Exercise brief ::
Would you please copy every line from the records that contains the word "ciphertext"?

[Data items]

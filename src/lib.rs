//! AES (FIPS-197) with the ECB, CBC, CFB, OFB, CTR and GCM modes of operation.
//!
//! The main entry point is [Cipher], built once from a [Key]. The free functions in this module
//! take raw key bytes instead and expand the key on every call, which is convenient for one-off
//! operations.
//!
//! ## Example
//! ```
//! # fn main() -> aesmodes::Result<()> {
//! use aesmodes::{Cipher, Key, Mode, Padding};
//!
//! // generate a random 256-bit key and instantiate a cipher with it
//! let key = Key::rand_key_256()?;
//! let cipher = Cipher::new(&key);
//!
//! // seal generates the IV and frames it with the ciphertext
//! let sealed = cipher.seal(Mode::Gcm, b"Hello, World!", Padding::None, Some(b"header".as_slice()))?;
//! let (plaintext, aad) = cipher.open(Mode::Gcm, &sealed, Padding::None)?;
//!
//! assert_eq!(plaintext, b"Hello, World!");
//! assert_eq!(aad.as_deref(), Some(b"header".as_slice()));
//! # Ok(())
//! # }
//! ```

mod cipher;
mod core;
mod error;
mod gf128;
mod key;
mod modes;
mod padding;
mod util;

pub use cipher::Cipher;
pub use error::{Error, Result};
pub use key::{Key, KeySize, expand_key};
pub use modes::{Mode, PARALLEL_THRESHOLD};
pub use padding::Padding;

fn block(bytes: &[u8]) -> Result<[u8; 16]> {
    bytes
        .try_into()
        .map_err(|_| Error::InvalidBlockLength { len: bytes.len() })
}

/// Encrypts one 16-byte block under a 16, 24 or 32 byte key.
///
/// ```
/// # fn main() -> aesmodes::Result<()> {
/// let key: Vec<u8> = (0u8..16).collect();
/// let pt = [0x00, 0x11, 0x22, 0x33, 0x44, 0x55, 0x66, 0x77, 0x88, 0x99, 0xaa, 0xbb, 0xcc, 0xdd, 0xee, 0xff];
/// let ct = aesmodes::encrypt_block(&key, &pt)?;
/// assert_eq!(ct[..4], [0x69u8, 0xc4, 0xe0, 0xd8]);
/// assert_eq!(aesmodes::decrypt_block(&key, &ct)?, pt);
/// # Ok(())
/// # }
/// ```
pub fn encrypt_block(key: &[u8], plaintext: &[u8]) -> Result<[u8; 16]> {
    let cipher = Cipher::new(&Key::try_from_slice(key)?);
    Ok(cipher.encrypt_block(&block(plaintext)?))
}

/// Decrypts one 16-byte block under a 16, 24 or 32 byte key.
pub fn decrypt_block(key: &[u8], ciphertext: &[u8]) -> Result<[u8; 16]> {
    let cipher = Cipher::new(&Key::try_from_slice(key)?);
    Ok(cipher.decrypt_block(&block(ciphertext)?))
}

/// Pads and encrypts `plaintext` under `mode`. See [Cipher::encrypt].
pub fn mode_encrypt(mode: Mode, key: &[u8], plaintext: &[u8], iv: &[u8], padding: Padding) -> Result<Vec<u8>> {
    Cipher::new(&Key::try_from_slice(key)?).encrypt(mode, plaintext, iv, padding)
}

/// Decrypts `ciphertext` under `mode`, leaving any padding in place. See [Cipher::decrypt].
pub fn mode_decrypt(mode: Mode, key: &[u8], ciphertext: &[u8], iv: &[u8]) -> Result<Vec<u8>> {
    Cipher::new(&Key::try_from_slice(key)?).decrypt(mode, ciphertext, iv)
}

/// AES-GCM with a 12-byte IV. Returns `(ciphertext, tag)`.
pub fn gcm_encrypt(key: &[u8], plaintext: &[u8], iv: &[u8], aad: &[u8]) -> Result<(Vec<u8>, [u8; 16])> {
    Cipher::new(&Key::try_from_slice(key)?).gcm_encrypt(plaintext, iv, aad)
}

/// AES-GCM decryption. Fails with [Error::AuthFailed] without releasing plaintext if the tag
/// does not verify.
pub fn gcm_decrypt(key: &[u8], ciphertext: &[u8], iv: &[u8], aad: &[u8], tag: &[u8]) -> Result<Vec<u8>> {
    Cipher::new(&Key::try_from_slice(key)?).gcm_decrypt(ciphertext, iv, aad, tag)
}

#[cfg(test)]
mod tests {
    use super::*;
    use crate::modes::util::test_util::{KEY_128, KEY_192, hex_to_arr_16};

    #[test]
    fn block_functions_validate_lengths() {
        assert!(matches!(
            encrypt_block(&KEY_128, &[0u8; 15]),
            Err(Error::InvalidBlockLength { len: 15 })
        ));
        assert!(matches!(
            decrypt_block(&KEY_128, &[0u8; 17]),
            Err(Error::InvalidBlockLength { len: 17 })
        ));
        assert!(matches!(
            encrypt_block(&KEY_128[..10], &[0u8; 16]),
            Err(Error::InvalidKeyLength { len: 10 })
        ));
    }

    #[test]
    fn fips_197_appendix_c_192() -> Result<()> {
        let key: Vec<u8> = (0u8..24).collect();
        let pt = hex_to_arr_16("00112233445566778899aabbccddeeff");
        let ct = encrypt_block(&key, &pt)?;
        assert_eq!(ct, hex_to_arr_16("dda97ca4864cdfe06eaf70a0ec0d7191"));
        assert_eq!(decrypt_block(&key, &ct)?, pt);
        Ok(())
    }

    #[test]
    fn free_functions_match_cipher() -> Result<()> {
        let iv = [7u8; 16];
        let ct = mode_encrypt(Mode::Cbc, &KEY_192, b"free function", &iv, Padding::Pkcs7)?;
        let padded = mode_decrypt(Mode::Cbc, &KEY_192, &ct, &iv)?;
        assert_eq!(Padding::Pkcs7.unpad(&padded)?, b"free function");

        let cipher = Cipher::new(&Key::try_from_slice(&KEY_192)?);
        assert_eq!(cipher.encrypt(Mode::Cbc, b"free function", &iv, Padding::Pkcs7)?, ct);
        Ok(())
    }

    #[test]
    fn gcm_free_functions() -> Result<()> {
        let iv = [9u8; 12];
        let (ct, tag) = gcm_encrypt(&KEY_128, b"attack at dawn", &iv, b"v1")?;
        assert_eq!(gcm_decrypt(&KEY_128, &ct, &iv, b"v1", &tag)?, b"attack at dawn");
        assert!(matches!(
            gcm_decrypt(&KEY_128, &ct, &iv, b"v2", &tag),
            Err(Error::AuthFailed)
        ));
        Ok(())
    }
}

---

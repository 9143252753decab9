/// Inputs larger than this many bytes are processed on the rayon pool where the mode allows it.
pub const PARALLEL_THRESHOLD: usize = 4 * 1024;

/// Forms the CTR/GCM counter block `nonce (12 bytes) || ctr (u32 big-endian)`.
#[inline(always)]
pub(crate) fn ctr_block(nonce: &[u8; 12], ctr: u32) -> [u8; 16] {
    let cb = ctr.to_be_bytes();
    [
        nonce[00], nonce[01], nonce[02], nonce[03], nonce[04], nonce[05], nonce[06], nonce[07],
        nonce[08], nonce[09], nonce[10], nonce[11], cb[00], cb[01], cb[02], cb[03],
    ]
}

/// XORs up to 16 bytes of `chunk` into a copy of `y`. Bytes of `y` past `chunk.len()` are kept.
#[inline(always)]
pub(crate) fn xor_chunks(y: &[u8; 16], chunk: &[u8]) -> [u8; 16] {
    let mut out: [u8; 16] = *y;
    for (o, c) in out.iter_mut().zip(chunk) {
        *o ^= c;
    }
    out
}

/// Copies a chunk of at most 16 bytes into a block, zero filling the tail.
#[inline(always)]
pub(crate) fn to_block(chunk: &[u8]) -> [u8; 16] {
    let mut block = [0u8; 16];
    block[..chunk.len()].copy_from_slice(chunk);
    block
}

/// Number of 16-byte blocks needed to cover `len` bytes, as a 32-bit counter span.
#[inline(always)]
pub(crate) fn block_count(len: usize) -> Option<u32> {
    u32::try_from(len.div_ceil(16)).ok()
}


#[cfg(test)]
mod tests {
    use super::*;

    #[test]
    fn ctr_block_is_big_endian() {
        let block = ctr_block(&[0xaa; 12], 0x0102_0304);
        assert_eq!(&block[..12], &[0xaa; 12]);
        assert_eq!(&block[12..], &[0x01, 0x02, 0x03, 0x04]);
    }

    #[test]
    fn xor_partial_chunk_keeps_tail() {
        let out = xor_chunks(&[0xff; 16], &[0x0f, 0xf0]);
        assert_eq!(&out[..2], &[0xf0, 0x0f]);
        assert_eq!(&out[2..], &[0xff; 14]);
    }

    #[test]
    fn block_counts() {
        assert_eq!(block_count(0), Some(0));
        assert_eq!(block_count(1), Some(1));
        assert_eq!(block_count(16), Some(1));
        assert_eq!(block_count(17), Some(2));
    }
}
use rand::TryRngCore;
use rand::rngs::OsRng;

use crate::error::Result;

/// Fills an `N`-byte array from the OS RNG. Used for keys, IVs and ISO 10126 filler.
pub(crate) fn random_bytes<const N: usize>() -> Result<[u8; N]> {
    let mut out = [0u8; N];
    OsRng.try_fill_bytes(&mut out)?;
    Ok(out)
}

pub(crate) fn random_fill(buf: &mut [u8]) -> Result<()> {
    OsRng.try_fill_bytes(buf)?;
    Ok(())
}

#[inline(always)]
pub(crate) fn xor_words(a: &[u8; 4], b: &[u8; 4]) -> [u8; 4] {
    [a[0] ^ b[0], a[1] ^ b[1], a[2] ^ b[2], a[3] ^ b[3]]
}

Exercise solution ::
//! // seal generates the IV and frames it with the ciphertext
pub fn decrypt_block(key: &[u8], ciphertext: &[u8]) -> Result<[u8; 16]> {
    Ok(cipher.decrypt_block(&block(ciphertext)?))
/// Decrypts `ciphertext` under `mode`, leaving any padding in place. See [Cipher::decrypt].
pub fn mode_decrypt(mode: Mode, key: &[u8], ciphertext: &[u8], iv: &[u8]) -> Result<Vec<u8>> {
    Cipher::new(&Key::try_from_slice(key)?).decrypt(mode, ciphertext, iv)
/// AES-GCM with a 12-byte IV. Returns `(ciphertext, tag)`.
pub fn gcm_decrypt(key: &[u8], ciphertext: &[u8], iv: &[u8], aad: &[u8], tag: &[u8]) -> Result<Vec<u8>> {
    Cipher::new(&Key::try_from_slice(key)?).gcm_decrypt(ciphertext, iv, aad, tag)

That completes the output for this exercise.